Insects, however, differ much from one another in their æsthetic tastes, and flowers are adapted accordingly to the varying fancies of the different kinds. Here, for example, is a spray of common white galium, which attracts and is fertilised by small flies, who generally frequent white blossoms. But here, again, not far off, I find a luxuriant mass of the yellow species, known by the quaint name of 'lady's bedstraw' – a legacy from the old legend which represents it as having formed Our Lady's bed in the manger at Bethlehem. Now why has this kind of galium yellow flowers, while its near kinsman yonder has them snowy white? The reason is that lady's bedstraw is fertilised by small beetles; and beetles are known to be one among the most colour-loving races of insects. You may often find one of their number, the lovely bronze and golden-mailed rose-chafer, buried deeply in the very centre of a red garden rose, and reeling about when touched as if drunk with pollen and honey. Almost all the flowers which beetles frequent are consequently brightly decked in scarlet or yellow. On the other hand, the whole family of the umbellates, those tall plants with level bunches of tiny blossoms, like the fool's parsley, have all but universally white petals; and Müller, the most statistical of naturalists, took the trouble to count the number of insects which paid them a visit. He found that only 14 per cent. were bees, while the remainder consisted mainly of miscellaneous small flies and other arthropodous riff-raff; whereas in the brilliant class of composites, including the asters, sunflowers, daisies, dandelions, and thistles, nearly 75 per cent. of the visitors were steady, industrious bees. Certain dingy blossoms which lay themselves out to attract wasps are obviously adapted, as Müller quaintly remarks, 'to a less æsthetically cultivated circle of visitors.' But the most brilliant among all insect-fertilised flowers are those which specially affect the society of butterflies; and they are only surpassed in this respect throughout all nature by the still larger and more magnificent tropical species which owe their fertilisation to humming-birds and brush-tongued lories.

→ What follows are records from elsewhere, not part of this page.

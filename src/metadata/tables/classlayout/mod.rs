//! `ClassLayout` table (0x0F): explicit packing and size of types.
//!
//! ## Table Structure
//!
//! - **PackingSize** (2 bytes)
//! - **ClassSize** (4 bytes)
//! - **Parent** (TypeDef table index): the sort key
//!
//! A type has at most one layout, see [`crate::metadata::tables::TypeDef::class_layout`].

use crossbeam_skiplist::SkipMap;
use std::sync::Arc;

use crate::metadata::token::Token;

mod owned;
mod raw;

pub use owned::*;
pub use raw::*;

/// A map that holds the mapping of Token to materialized `ClassLayout`
pub type ClassLayoutMap = SkipMap<Token, ClassLayoutRc>;
/// A reference to a `ClassLayout`
pub type ClassLayoutRc = Arc<ClassLayout>;
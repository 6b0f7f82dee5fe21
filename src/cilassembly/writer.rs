//! Writing a module back to a CLI image.
//!
//! The output is a flat CLI payload: the CLI header, the metadata, the managed resources and
//! the strong name signature placeholder, laid out from a caller supplied file offset and RVA.
//! Embedding the payload into a PE section is left to the caller; [`crate::File::from_flat`]
//! reads it back directly.

use std::path::Path;

use crate::{
    cilassembly::{
        chunks::{
            Chunk, ChunkList, Cor20HeaderOptions, FileOffset, ImageCor20Header, MetadataChunk,
            NetResources, Rva, StrongNameSignature,
        },
        metadata::{serialize_metadata, RootHeader},
        tables::TablesBuilder,
    },
    metadata::module::ModuleDef,
    Result,
};

/// RVA of the first chunk when none is configured
pub const DEFAULT_BASE_RVA: u32 = 0x2000;

/// Placement and header configuration of a written image
#[derive(Clone, Debug, PartialEq, Eq)]
pub struct WriterOptions {
    /// File offset of the CLI header
    pub base_offset: u32,
    /// RVA of the CLI header
    pub base_rva: u32,
    /// Minimum alignment of every chunk
    pub alignment: u32,
    /// Bytes reserved for a strong name signature, none if 0
    pub strong_name_size: u32,
    /// Values of the CLI header
    pub cor20: Cor20HeaderOptions,
}

impl Default for WriterOptions {
    fn default() -> Self {
        WriterOptions {
            base_offset: 0,
            base_rva: DEFAULT_BASE_RVA,
            alignment: 4,
            strong_name_size: 0,
            cor20: Cor20HeaderOptions::default(),
        }
    }
}

impl WriterOptions {
    /// Options reproducing the CLI header and strong name reservation of `module`
    #[must_use]
    pub fn from_module(module: &ModuleDef) -> Self {
        let cor20 = module.image().cor20();
        WriterOptions {
            strong_name_size: cor20.strong_name_signature.size,
            cor20: Cor20HeaderOptions::from_header(cor20),
            ..WriterOptions::default()
        }
    }
}

/// Lay out and write the chunks of a CLI payload
///
/// # Errors
/// Returns an error if the layout overflows the 32-bit address space
pub(crate) fn write_image(
    metadata: Vec<u8>,
    resources: Option<NetResources>,
    options: &WriterOptions,
) -> Result<Vec<u8>> {
    let mut header = ImageCor20Header::new(options.cor20.clone());
    let mut metadata = MetadataChunk::new(metadata);
    let mut resources = resources.filter(|resources| !resources.is_empty());
    let mut signature =
        (options.strong_name_size > 0).then(|| StrongNameSignature::new(options.strong_name_size));

    let (end, end_rva) = {
        let mut chunks = ChunkList::new();
        chunks.push(&mut header);
        chunks.push(&mut metadata);
        if let Some(resources) = resources.as_mut() {
            chunks.push(resources);
        }
        if let Some(signature) = signature.as_mut() {
            chunks.push(signature);
        }
        chunks.lay_out(
            FileOffset(options.base_offset),
            Rva(options.base_rva),
            options.alignment,
        )?
    };
    log::debug!("Image laid out up to offset {} rva {}", end, end_rva);

    header.set_directories(
        &metadata,
        resources.as_ref().map(|chunk| chunk as &dyn Chunk),
        signature.as_ref().map(|chunk| chunk as &dyn Chunk),
    );

    let mut data = Vec::with_capacity((end.0 - options.base_offset) as usize);
    let mut chunks = ChunkList::with_base(FileOffset(options.base_offset));
    chunks.push(&mut header);
    chunks.push(&mut metadata);
    if let Some(resources) = resources.as_mut() {
        chunks.push(resources);
    }
    if let Some(signature) = signature.as_mut() {
        chunks.push(signature);
    }
    chunks.write_to(&mut data)?;

    Ok(data)
}

/// Writes a module, including every edit made through its model
pub struct ImageWriter<'m> {
    module: &'m ModuleDef,
    options: WriterOptions,
}

impl<'m> ImageWriter<'m> {
    /// A writer that keeps the CLI header values of `module`
    #[must_use]
    pub fn new(module: &'m ModuleDef) -> Self {
        ImageWriter {
            module,
            options: WriterOptions::from_module(module),
        }
    }

    /// A writer with explicit `options`
    #[must_use]
    pub fn with_options(module: &'m ModuleDef, options: WriterOptions) -> Self {
        ImageWriter { module, options }
    }

    /// The options used for layout
    #[must_use]
    pub fn options(&self) -> &WriterOptions {
        &self.options
    }

    /// Serialize the metadata of the module: the root, the tables stream and the heaps.
    ///
    /// Streams keep the order and names of the original image. The `#US` heap is copied
    /// unchanged.
    ///
    /// # Errors
    /// Returns [`crate::Error::RowNotRegistered`] if a row references a user row that was
    /// never added to the module, or an error if the image can not be read
    pub fn write_metadata(&self) -> Result<Vec<u8>> {
        let image = self.module.image();
        let tables = TablesBuilder::build(self.module)?;

        let strings = tables.strings.finish();
        let blobs = tables.blobs.finish();
        let guids = tables.guids.finish();
        let tables_stream = tables
            .stream
            .serialize(strings.len(), blobs.len(), guids.len())?;

        let mut pending = vec![
            ("#Strings", strings),
            ("#US", image.stream_data("#US").unwrap_or_default().to_vec()),
            ("#GUID", guids),
            ("#Blob", blobs),
        ];
        let mut tables_stream = Some(tables_stream);

        let mut streams = Vec::with_capacity(5);
        for header in &image.root().stream_headers {
            if header.name == "#~" || header.name == "#-" {
                if let Some(data) = tables_stream.take() {
                    streams.push((header.name.clone(), data));
                }
            } else if let Some(position) = pending
                .iter()
                .position(|(name, _)| *name == header.name)
            {
                let (name, data) = pending.remove(position);
                streams.push((name.to_string(), data));
            } else {
                log::warn!("Dropping unknown stream {}", header.name);
            }
        }

        if let Some(data) = tables_stream {
            streams.insert(0, ("#~".to_string(), data));
        }
        for (name, data) in pending {
            if !data.iter().all(|byte| *byte == 0) {
                streams.push((name.to_string(), data));
            }
        }

        serialize_metadata(&RootHeader::from_root(image.root()), &streams)
    }

    /// Write the module as a flat CLI payload
    ///
    /// # Errors
    /// Returns an error if the metadata can not be serialized or the layout overflows
    pub fn write(&self) -> Result<Vec<u8>> {
        let metadata = self.write_metadata()?;
        let resources = self
            .module
            .image()
            .resources()?
            .map(NetResources::from_raw);

        write_image(metadata, resources, &self.options)
    }

    /// Write the module as a flat CLI payload to `path`
    ///
    /// # Errors
    /// Returns an error if writing fails
    pub fn write_to_file(&self, path: &Path) -> Result<()> {
        std::fs::write(path, self.write()?)?;
        Ok(())
    }
}

#[cfg(test)]
mod tests {
    use super::*;
    use crate::metadata::cor20header::Cor20Header;

    #[test]
    fn image_layout() {
        let mut resources = NetResources::new();
        resources.add(&[1, 2, 3]).unwrap();
        let options = WriterOptions {
            strong_name_size: 0x80,
            ..WriterOptions::default()
        };

        let data = write_image(vec![0xAA; 0x1E], Some(resources), &options).unwrap();
        let header = Cor20Header::read(&data).unwrap();
        assert_eq!(header.meta_data.rva, 0x2048);
        assert_eq!(header.meta_data.size, 0x1E);
        assert_eq!(header.resources.rva, 0x2068);
        assert_eq!(header.resources.size, 7);
        assert_eq!(header.strong_name_signature.rva, 0x2070);
        assert_eq!(header.strong_name_signature.size, 0x80);
        assert_eq!(data.len(), 0xF0);
        assert_eq!(&data[0x48..0x66], &[0xAA; 0x1E]);
        assert_eq!(&data[0x68..0x6F], &[3, 0, 0, 0, 1, 2, 3]);
    }

    #[test]
    fn empty_resources_are_skipped() {
        let data = write_image(vec![0; 8], Some(NetResources::new()), &WriterOptions::default())
            .unwrap();
        let header = Cor20Header::read(&data).unwrap();
        assert!(header.resources.is_empty());
        assert!(header.strong_name_signature.is_empty());
        assert_eq!(data.len(), 0x50);
    }

    #[test]
    fn base_offset() {
        let options = WriterOptions {
            base_offset: 0x200,
            base_rva: 0x4000,
            ..WriterOptions::default()
        };
        let data = write_image(vec![0; 8], None, &options).unwrap();
        assert_eq!(data.len(), 0x50);
        assert_eq!(Cor20Header::read(&data).unwrap().meta_data.rva, 0x4048);
    }
}
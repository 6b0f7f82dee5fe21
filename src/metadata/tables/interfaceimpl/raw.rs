use std::sync::{Arc, RwLock};

use crate::{
    metadata::{
        module::ModuleDef,
        resolver::GenericParamContext,
        tables::{CodedIndex, CodedIndexType, InterfaceImpl, MetadataTable, RowId, TableId},
        token::Token,
    },
    utils::LazySlot,
    Result,
};

/// The `InterfaceImpl` row as stored in the image
#[derive(Clone, Debug)]
pub struct InterfaceImplRaw {
    /// `RowID`
    pub rid: u32,
    /// `Token`
    pub token: Token,
    /// an index into the `TypeDef` table
    pub class: u32,
    /// an index into the `TypeDef`, `TypeRef`, or `TypeSpec` table
    pub interface: CodedIndex,
}

impl InterfaceImplRaw {
    /// Decode row `rid`
    ///
    /// # Errors
    /// Returns an error if the row can not be read or the interface column is invalid
    pub fn read(table: &MetadataTable<'_>, rid: u32) -> Result<Self> {
        let row = table.read_row(rid)?;
        Ok(InterfaceImplRaw {
            rid,
            token: Token::from_parts(TableId::InterfaceImpl, rid),
            class: row[0],
            interface: CodedIndex::decode(row[1], CodedIndexType::TypeDefOrRef)?,
        })
    }

    /// Build the entity of this row, resolving the interface in the generic context of the
    /// implementing type
    ///
    /// # Errors
    /// Returns an error if the interface column references a row that does not exist
    pub fn to_owned(&self, module: &ModuleDef, row: RowId) -> Result<Arc<InterfaceImpl>> {
        let context = module
            .type_def(self.class)
            .map(GenericParamContext::for_type)
            .unwrap_or_default();
        let interface = module
            .type_def_or_ref(self.interface)?
            .map(|interface| module.instantiate(interface, &context));

        Ok(Arc::new(InterfaceImpl {
            row,
            class: self.class,
            interface: RwLock::new(interface),
            custom_attributes: LazySlot::empty(),
        }))
    }
}

#[cfg(test)]
mod tests {
    use super::*;
    use crate::metadata::tables::{TableInfo, TableLayout};

    #[test]
    fn crafted_short() {
        #[rustfmt::skip]
        let data = vec![
            0x01, 0x00, // class
            0x06, 0x00, // interface, TypeSpec 1
            0x02, 0x00, // class
            0x04, 0x00, // interface, TypeDef 1
        ];

        let info = TableInfo::new_test(
            &[(TableId::InterfaceImpl, 2), (TableId::TypeDef, 2)],
            false,
            false,
            false,
        );
        let layout = TableLayout::new(TableId::InterfaceImpl, &info);
        let table = MetadataTable::new(&layout, &data, 2).unwrap();

        let row = InterfaceImplRaw::read(&table, 1).unwrap();
        assert_eq!(row.token.value(), 0x0900_0001);
        assert_eq!(row.class, 1);
        assert_eq!(row.interface, CodedIndex::new(TableId::TypeSpec, 1));

        let row = InterfaceImplRaw::read(&table, 2).unwrap();
        assert_eq!(row.interface, CodedIndex::new(TableId::TypeDef, 1));
    }
}
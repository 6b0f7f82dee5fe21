use std::sync::atomic::{AtomicU32, Ordering};

use crate::{
    metadata::tables::{
        CustomAttributeRc, GenericParamRc, HeapBlob, HeapString, MetadataEntity, RowId, TableId,
    },
    utils::{ItemList, LazySlot},
    Result,
};

/// A method of a type defined in this module
pub struct MethodDef {
    pub(crate) row: RowId,
    /// RVA of the method body, 0 for abstract and runtime methods
    pub rva: AtomicU32,
    /// a 2-byte bitmask of type `MethodImplAttributes`
    pub impl_flags: AtomicU32,
    /// a 2-byte bitmask of type `MethodAttributes`
    pub flags: AtomicU32,
    /// Name of the method
    pub name: HeapString,
    /// Method signature blob
    pub signature: HeapBlob,
    pub(crate) param_list: u32,
    pub(crate) generic_params: LazySlot<ItemList<GenericParamRc>>,
    pub(crate) custom_attributes: LazySlot<ItemList<CustomAttributeRc>>,
}

impl MetadataEntity for MethodDef {
    const TABLE: TableId = TableId::MethodDef;

    fn row_id(&self) -> &RowId {
        &self.row
    }
}

impl MethodDef {
    /// The current RVA of the method body
    #[must_use]
    pub fn rva(&self) -> u32 {
        self.rva.load(Ordering::Acquire)
    }

    /// The current `MethodAttributes`
    #[must_use]
    pub fn flags(&self) -> u32 {
        self.flags.load(Ordering::Acquire)
    }

    /// The generic parameters of this method
    ///
    /// # Errors
    /// Returns an error if a `GenericParam` row can not be decoded
    pub fn generic_params(&self) -> Result<&ItemList<GenericParamRc>> {
        self.generic_params.get_or_materialize(|| {
            let module = self.row.module()?;
            module.generic_params_of(self.token()).map(ItemList::new)
        })
    }

    /// The custom attributes applied to this method
    ///
    /// # Errors
    /// Returns an error if a `CustomAttribute` row can not be decoded
    pub fn custom_attributes(&self) -> Result<&ItemList<CustomAttributeRc>> {
        self.custom_attributes.get_or_materialize(|| {
            let module = self.row.module()?;
            module.custom_attributes_of(self.token()).map(ItemList::new)
        })
    }
}
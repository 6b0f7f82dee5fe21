//! Type signatures (ECMA-335 II.23.2).
//!
//! Only the `TypeSpec` blob grammar is modeled, which is what the resolver needs to follow a
//! constructed type back to its definition or to a generic parameter.
//!
//! # Examples
//!
//! ```rust
//! use dotmodel::metadata::signatures::{parse_type_spec_signature, TypeSig};
//!
//! // !0[]
//! let signature = parse_type_spec_signature(&[0x1D, 0x13, 0x00])?;
//! assert_eq!(signature, TypeSig::SzArray(Box::new(TypeSig::Var(0))));
//! # Ok::<(), dotmodel::Error>(())
//! ```

mod parser;

pub use parser::{parse_type_spec_signature, SignatureParser};

use crate::metadata::token::Token;

/// Element type constants used in signature blobs
#[allow(non_snake_case, missing_docs)]
pub mod ELEMENT_TYPE {
    pub const END: u8 = 0x00;
    pub const VOID: u8 = 0x01;
    pub const BOOLEAN: u8 = 0x02;
    pub const CHAR: u8 = 0x03;
    pub const I1: u8 = 0x04;
    pub const U1: u8 = 0x05;
    pub const I2: u8 = 0x06;
    pub const U2: u8 = 0x07;
    pub const I4: u8 = 0x08;
    pub const U4: u8 = 0x09;
    pub const I8: u8 = 0x0A;
    pub const U8: u8 = 0x0B;
    pub const R4: u8 = 0x0C;
    pub const R8: u8 = 0x0D;
    pub const STRING: u8 = 0x0E;
    pub const PTR: u8 = 0x0F;
    pub const BYREF: u8 = 0x10;
    pub const VALUETYPE: u8 = 0x11;
    pub const CLASS: u8 = 0x12;
    pub const VAR: u8 = 0x13;
    pub const ARRAY: u8 = 0x14;
    pub const GENERICINST: u8 = 0x15;
    pub const TYPEDBYREF: u8 = 0x16;
    pub const I: u8 = 0x18;
    pub const U: u8 = 0x19;
    pub const FNPTR: u8 = 0x1B;
    pub const OBJECT: u8 = 0x1C;
    pub const SZARRAY: u8 = 0x1D;
    pub const MVAR: u8 = 0x1E;
    pub const CMOD_REQD: u8 = 0x1F;
    pub const CMOD_OPT: u8 = 0x20;
    pub const PINNED: u8 = 0x45;
}

/// One dimension of a general array
#[derive(Clone, Debug, Default, PartialEq, Eq)]
pub struct ArrayShape {
    /// Number of dimensions
    pub rank: u32,
    /// Sizes of the leading dimensions
    pub sizes: Vec<u32>,
    /// Lower bounds of the leading dimensions
    pub lower_bounds: Vec<u32>,
}

/// A parsed type signature
#[derive(Clone, Debug, PartialEq, Eq)]
#[allow(missing_docs)]
pub enum TypeSig {
    Void,
    Boolean,
    Char,
    I1,
    U1,
    I2,
    U2,
    I4,
    U4,
    I8,
    U8,
    R4,
    R8,
    String,
    Object,
    I,
    U,
    TypedByRef,
    /// A reference type, by `TypeDefOrRef` token
    Class(Token),
    /// A value type, by `TypeDefOrRef` token
    ValueType(Token),
    /// Instantiation of a generic type
    GenericInst {
        /// The generic type, a `Class` or `ValueType`
        generic: Box<TypeSig>,
        /// The type arguments
        args: Vec<TypeSig>,
    },
    /// Generic parameter of the enclosing type
    Var(u32),
    /// Generic parameter of the enclosing method
    MVar(u32),
    /// Single dimensional, zero based array
    SzArray(Box<TypeSig>),
    /// General array
    Array(Box<TypeSig>, ArrayShape),
    /// Unmanaged pointer
    Ptr(Box<TypeSig>),
    /// Managed pointer
    ByRef(Box<TypeSig>),
    /// Pinned local
    Pinned(Box<TypeSig>),
    /// Function pointer, its method signature is kept undecoded
    FnPtr(Vec<u8>),
    /// Required custom modifier
    CModReqd(Token, Box<TypeSig>),
    /// Optional custom modifier
    CModOpt(Token, Box<TypeSig>),
}

impl TypeSig {
    /// The `TypeDefOrRef` token naming this type, looking through generic instantiations and
    /// custom modifiers
    #[must_use]
    pub fn type_token(&self) -> Option<Token> {
        match self {
            TypeSig::Class(token) | TypeSig::ValueType(token) => Some(*token),
            TypeSig::GenericInst { generic, .. } => generic.type_token(),
            TypeSig::CModReqd(_, inner) | TypeSig::CModOpt(_, inner) => inner.type_token(),
            _ => None,
        }
    }
}
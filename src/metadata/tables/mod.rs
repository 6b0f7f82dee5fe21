//! Metadata tables and the entity model built on top of them.
//!
//! [`types`] holds the table infrastructure: identifiers, coded indexes, the column schema and
//! zero-copy row access. The remaining modules model the rows of the tables that take part in
//! editing. Each of them follows the same structure:
//!
//! - `raw`: the row as stored in the image, with `read` decoding one row
//! - `owned`: the entity, with its editable values and lazily materialized collections
//!
//! Rows of the other tables are addressed by token only and written back unchanged.

pub mod types;

mod entity;
mod references;

mod classlayout;
mod customattribute;
mod field;
mod genericparam;
mod interfaceimpl;
mod memberref;
mod methoddef;
mod typedef;
mod typeref;
mod typespec;

pub use classlayout::*;
pub use customattribute::*;
pub use entity::{HeapBlob, HeapString, MetadataEntity, RowId, RowOrigin};
pub use field::*;
pub use genericparam::*;
pub use interfaceimpl::*;
pub use memberref::*;
pub use methoddef::*;
pub use references::{
    MemberDef, MemberRefParent, MetadataRow, MethodDefOrRef, ResolutionScope, TypeDefOrRef,
};
pub use typedef::*;
pub use typeref::*;
pub use typespec::*;
pub use types::*;
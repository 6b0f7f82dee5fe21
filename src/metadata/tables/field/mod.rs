//! `Field` table (0x04): the fields of the types defined in this module.
//!
//! ## Table Structure
//!
//! - **Flags** (2 bytes): `FieldAttributes`
//! - **Name** (string heap index)
//! - **Signature** (blob heap index)

use crossbeam_skiplist::SkipMap;
use std::sync::Arc;

use crate::metadata::token::Token;

mod owned;
mod raw;

pub use owned::*;
pub use raw::*;

/// A map that holds the mapping of Token to materialized `Field`
pub type FieldMap = SkipMap<Token, FieldRc>;
/// A reference to a `Field`
pub type FieldRc = Arc<Field>;
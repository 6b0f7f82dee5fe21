//! Writing metadata and CLI images.
//!
//! [`ImageWriter`] turns a [`crate::ModuleDef`], including every edit made through its model,
//! back into metadata. The pieces it is built from are public as well:
//!
//! - [`chunks`]: the chunk model used for layout, with the CLI header, metadata, resources and
//!   strong name signature chunks
//! - [`heaps`]: deduplicating builders for the `#Strings`, `#Blob` and `#GUID` heaps
//! - [`serialize_metadata`]: the metadata root and stream directory
//! - [`RawMetadataBuilder`]: metadata built directly from rows
//!
//! # Examples
//!
//! ```rust,no_run
//! use dotmodel::{cilassembly::ImageWriter, ModuleDef};
//!
//! let module = ModuleDef::from_file("tests/samples/Sample.dll".as_ref())?;
//! let type_ref = module.type_ref(1)?;
//! type_ref.name.set("Renamed");
//! ImageWriter::new(&module).write_to_file("Sample.patched.bin".as_ref())?;
//! # Ok::<(), dotmodel::Error>(())
//! ```

pub mod chunks;
pub mod heaps;

mod metadata;
mod raw;
mod tables;
mod writer;

pub use metadata::{serialize_metadata, RootHeader, DEFAULT_VERSION};
pub use raw::RawMetadataBuilder;
pub use writer::{ImageWriter, WriterOptions, DEFAULT_BASE_RVA};
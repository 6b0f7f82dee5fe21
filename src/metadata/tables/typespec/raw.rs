use std::sync::Arc;

use crate::{
    metadata::{
        module::ModuleDef,
        tables::{MetadataTable, RowId, TableId, TypeSpec},
        token::Token,
    },
    utils::LazySlot,
    Result,
};

/// The `TypeSpec` row as stored in the image
#[derive(Clone, Debug)]
pub struct TypeSpecRaw {
    /// `RowID`
    pub rid: u32,
    /// `Token`
    pub token: Token,
    /// an index into the Blob heap
    pub signature: u32,
}

impl TypeSpecRaw {
    /// Decode row `rid`
    ///
    /// # Errors
    /// Returns an error if the row can not be read
    pub fn read(table: &MetadataTable<'_>, rid: u32) -> Result<Self> {
        Ok(TypeSpecRaw {
            rid,
            token: Token::from_parts(TableId::TypeSpec, rid),
            signature: table.read_column(rid, 0)?,
        })
    }

    /// Build the entity of this row, the signature is parsed on first access
    ///
    /// # Errors
    /// Returns an error if the signature is not present in the `#Blob` heap
    pub fn to_owned(&self, module: &ModuleDef, row: RowId) -> Result<Arc<TypeSpec>> {
        Ok(Arc::new(TypeSpec {
            row,
            signature_index: self.signature,
            signature: module.blob(self.signature)?.to_vec(),
            parsed: LazySlot::empty(),
            custom_attributes: LazySlot::empty(),
        }))
    }
}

Is it not a curious, yet a comprehensible circumstance, that the tastes which thus show themselves in the development, by natural selection, of lovely flowers, should also show themselves in the marked preference for beautiful mates? Poised on yonder sprig of harebell stands a little purple-winged butterfly, one of the most exquisite among our British kinds. That little butterfly owes its own rich and delicately shaded tints to the long selective action of a million generations among its ancestors. So we find throughout that the most beautifully coloured birds and insects are always those which have had most to do with the production of bright-coloured fruits and flowers. The butterflies and rose-beetles are the most gorgeous among insects: the humming-birds and parrots are the most gorgeous among birds. Nay more, exactly like effects have been produced in two hemispheres on different tribes by the same causes. The plain brown swifts of the North have developed among tropical West Indian and South American orchids the metallic gorgets and crimson crests of the humming-bird: while a totally unlike group of Asiatic birds have developed among the rich flora of India and the Malay Archipelago the exactly similar plumage of the exquisite sun-birds. Just as bees depend upon flowers, and flowers upon bees, so the colour-sense of animals has created the bright petals of blossoms; and the bright petals have reacted upon the tastes of the animals themselves, and through their tastes upon their own appearance.

XII.
SPECKLED TROUT

It is a piece of the common vanity of anglers to suppose that they know something about speckled trout. A fox might almost as well pretend that he was intimately acquainted with the domestic habits of poultry, or an Iroquois describe the customs of the Algonquins from observations made upon the specimens who had come under his scalping-knife. I will allow that anglers are well versed in the necessity for fishing up-stream rather than in the opposite direction; and I grant that they have attained an empirical knowledge of the æsthetic preferences of trout in the matter of blue duns and red palmers; but that as a body they are familiar with the speckled trout at home I deny. If you wish to learn all about the race in its own life you must abjure rod and line, and creep quietly to the side of the pools in an unfished brooklet, like this on whose bank I am now seated; and then, if you have taken care not to let your shadow fall upon the water, you may sit and watch the live fish themselves for an hour together, as they bask lazily in the sunlight, or rise now and then at cloudy moments with a sudden dart at a May-fly who is trying in vain to lay her eggs unmolested on the surface of the stream. The trout in my little beck are fortunately too small even for poachers to care for tickling them: so I am able entirely to preserve them as objects for philosophical contemplation, without any danger of their being scared away from their accustomed haunts by intrusive anglers.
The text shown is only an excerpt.